RECORDS FOR THE TASK:
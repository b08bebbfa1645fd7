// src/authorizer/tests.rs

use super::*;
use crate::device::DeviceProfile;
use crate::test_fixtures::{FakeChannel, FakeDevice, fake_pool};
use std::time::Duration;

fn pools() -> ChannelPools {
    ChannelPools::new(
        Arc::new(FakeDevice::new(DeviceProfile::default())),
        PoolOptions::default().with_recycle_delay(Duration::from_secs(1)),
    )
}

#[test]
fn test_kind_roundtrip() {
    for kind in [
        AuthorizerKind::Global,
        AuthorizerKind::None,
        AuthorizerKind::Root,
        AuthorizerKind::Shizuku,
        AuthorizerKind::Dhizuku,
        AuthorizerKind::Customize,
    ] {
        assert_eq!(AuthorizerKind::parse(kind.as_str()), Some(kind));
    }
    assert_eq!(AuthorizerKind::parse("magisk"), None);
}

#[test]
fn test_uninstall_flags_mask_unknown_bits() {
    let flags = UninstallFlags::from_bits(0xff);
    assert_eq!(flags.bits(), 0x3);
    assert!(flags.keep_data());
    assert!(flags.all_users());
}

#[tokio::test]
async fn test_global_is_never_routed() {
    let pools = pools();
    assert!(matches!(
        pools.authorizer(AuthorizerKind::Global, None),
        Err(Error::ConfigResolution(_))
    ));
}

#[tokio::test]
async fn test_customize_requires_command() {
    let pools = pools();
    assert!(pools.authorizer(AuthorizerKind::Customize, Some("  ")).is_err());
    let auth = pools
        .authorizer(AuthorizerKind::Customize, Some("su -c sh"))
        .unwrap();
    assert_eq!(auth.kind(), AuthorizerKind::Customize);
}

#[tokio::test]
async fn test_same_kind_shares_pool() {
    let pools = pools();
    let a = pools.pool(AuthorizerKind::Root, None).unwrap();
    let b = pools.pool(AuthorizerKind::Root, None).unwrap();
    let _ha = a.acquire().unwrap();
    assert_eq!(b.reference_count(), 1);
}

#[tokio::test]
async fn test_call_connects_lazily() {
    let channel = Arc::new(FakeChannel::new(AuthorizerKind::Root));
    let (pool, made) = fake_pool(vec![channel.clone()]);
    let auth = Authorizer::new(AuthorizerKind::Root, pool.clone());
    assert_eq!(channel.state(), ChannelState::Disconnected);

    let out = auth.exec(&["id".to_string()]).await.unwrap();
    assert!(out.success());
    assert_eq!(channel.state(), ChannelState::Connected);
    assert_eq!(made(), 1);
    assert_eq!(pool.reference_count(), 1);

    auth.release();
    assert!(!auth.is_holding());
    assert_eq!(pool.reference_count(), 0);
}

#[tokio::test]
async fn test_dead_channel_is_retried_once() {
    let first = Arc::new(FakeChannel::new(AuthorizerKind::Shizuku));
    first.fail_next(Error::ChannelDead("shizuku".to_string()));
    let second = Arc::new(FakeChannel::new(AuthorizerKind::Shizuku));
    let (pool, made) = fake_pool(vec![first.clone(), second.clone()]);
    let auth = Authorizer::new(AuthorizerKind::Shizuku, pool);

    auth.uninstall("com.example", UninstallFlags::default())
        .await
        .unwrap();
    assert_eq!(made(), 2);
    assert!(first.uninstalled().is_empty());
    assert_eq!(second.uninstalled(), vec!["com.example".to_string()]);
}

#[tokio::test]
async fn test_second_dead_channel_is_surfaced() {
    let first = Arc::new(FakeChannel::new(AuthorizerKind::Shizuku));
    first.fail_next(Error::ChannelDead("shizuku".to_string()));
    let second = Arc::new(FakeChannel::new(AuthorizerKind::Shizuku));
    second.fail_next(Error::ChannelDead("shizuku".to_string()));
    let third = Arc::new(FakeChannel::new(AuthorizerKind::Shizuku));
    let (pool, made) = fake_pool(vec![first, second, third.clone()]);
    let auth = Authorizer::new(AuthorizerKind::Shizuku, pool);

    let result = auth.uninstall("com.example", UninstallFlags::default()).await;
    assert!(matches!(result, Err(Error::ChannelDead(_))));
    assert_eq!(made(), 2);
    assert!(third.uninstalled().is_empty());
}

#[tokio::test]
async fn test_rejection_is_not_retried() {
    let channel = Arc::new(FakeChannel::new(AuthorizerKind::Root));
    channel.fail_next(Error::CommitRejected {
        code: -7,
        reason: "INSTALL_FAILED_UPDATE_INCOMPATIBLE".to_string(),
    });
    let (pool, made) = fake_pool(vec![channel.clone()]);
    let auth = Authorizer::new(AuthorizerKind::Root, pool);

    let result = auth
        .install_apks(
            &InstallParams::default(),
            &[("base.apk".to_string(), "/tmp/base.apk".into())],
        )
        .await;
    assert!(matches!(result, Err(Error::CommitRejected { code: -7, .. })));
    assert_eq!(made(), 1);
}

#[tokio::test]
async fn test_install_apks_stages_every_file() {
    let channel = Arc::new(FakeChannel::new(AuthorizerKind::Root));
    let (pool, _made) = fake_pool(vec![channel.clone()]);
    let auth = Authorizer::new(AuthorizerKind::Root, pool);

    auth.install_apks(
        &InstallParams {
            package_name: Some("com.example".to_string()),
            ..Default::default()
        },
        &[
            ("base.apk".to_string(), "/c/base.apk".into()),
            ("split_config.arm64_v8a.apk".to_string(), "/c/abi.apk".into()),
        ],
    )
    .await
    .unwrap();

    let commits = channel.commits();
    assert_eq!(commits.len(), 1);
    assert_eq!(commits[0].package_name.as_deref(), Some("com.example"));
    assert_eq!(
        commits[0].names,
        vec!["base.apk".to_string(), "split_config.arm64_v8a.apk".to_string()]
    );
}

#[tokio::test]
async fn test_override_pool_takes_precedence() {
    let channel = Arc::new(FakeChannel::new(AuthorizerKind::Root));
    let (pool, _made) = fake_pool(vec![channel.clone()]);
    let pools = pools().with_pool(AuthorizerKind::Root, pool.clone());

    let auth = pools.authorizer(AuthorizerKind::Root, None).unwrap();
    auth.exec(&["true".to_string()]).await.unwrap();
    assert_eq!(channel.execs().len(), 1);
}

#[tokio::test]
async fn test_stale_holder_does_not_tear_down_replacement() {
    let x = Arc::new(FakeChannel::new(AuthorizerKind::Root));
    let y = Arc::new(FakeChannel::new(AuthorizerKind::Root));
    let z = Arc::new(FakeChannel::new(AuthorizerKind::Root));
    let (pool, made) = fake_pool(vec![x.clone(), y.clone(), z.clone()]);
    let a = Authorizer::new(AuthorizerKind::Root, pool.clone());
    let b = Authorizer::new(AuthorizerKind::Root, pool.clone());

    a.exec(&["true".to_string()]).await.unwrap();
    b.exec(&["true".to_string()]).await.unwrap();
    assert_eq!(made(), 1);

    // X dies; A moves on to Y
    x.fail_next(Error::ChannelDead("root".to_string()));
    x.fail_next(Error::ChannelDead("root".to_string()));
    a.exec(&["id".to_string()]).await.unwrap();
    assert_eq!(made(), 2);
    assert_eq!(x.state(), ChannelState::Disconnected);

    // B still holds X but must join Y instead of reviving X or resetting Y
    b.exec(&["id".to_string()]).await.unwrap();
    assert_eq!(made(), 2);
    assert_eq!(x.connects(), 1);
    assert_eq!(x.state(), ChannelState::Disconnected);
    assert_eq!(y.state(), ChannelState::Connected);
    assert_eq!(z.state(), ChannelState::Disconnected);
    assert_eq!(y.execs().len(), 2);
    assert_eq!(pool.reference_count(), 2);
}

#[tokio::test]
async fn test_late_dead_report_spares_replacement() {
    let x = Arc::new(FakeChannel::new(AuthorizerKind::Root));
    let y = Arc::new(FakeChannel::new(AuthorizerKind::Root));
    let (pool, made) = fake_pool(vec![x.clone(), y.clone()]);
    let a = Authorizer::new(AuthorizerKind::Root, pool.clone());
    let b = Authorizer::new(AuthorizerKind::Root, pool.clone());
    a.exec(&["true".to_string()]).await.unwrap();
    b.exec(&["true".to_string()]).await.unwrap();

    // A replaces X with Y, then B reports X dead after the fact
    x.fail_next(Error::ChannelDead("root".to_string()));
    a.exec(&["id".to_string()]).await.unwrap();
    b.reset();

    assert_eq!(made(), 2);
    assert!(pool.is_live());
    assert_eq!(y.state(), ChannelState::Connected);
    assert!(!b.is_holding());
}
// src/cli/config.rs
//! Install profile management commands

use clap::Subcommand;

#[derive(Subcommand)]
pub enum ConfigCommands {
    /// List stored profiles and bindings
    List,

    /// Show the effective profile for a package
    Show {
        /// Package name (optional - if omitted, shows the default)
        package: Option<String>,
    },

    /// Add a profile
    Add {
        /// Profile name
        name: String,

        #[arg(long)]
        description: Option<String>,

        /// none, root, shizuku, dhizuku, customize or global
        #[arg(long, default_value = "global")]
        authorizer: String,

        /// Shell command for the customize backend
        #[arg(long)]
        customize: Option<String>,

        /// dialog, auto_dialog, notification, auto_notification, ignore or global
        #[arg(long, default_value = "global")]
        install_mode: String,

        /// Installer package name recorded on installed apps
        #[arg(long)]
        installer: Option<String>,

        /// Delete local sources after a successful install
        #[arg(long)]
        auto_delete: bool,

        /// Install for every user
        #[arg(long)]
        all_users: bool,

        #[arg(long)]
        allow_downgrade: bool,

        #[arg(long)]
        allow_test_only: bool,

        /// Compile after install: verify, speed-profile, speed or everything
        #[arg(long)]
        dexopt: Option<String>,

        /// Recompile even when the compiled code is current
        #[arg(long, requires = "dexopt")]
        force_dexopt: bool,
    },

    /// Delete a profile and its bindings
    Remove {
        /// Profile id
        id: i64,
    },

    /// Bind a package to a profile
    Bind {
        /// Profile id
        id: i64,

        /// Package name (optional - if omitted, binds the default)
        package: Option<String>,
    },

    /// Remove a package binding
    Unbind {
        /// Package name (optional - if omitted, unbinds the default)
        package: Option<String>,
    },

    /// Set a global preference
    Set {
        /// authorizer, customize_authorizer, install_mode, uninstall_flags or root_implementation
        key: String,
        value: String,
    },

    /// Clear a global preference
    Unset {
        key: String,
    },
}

WHAT NEEDS TO BE DONE: Using the word "into" as the filter, copy each matching line from the material.

RESPONSE BELOW:
            &[("base.apk".to_string(), "/tmp/base.apk".into())],
            ("base.apk".to_string(), "/c/base.apk".into()),
            ("split_config.arm64_v8a.apk".to_string(), "/c/abi.apk".into()),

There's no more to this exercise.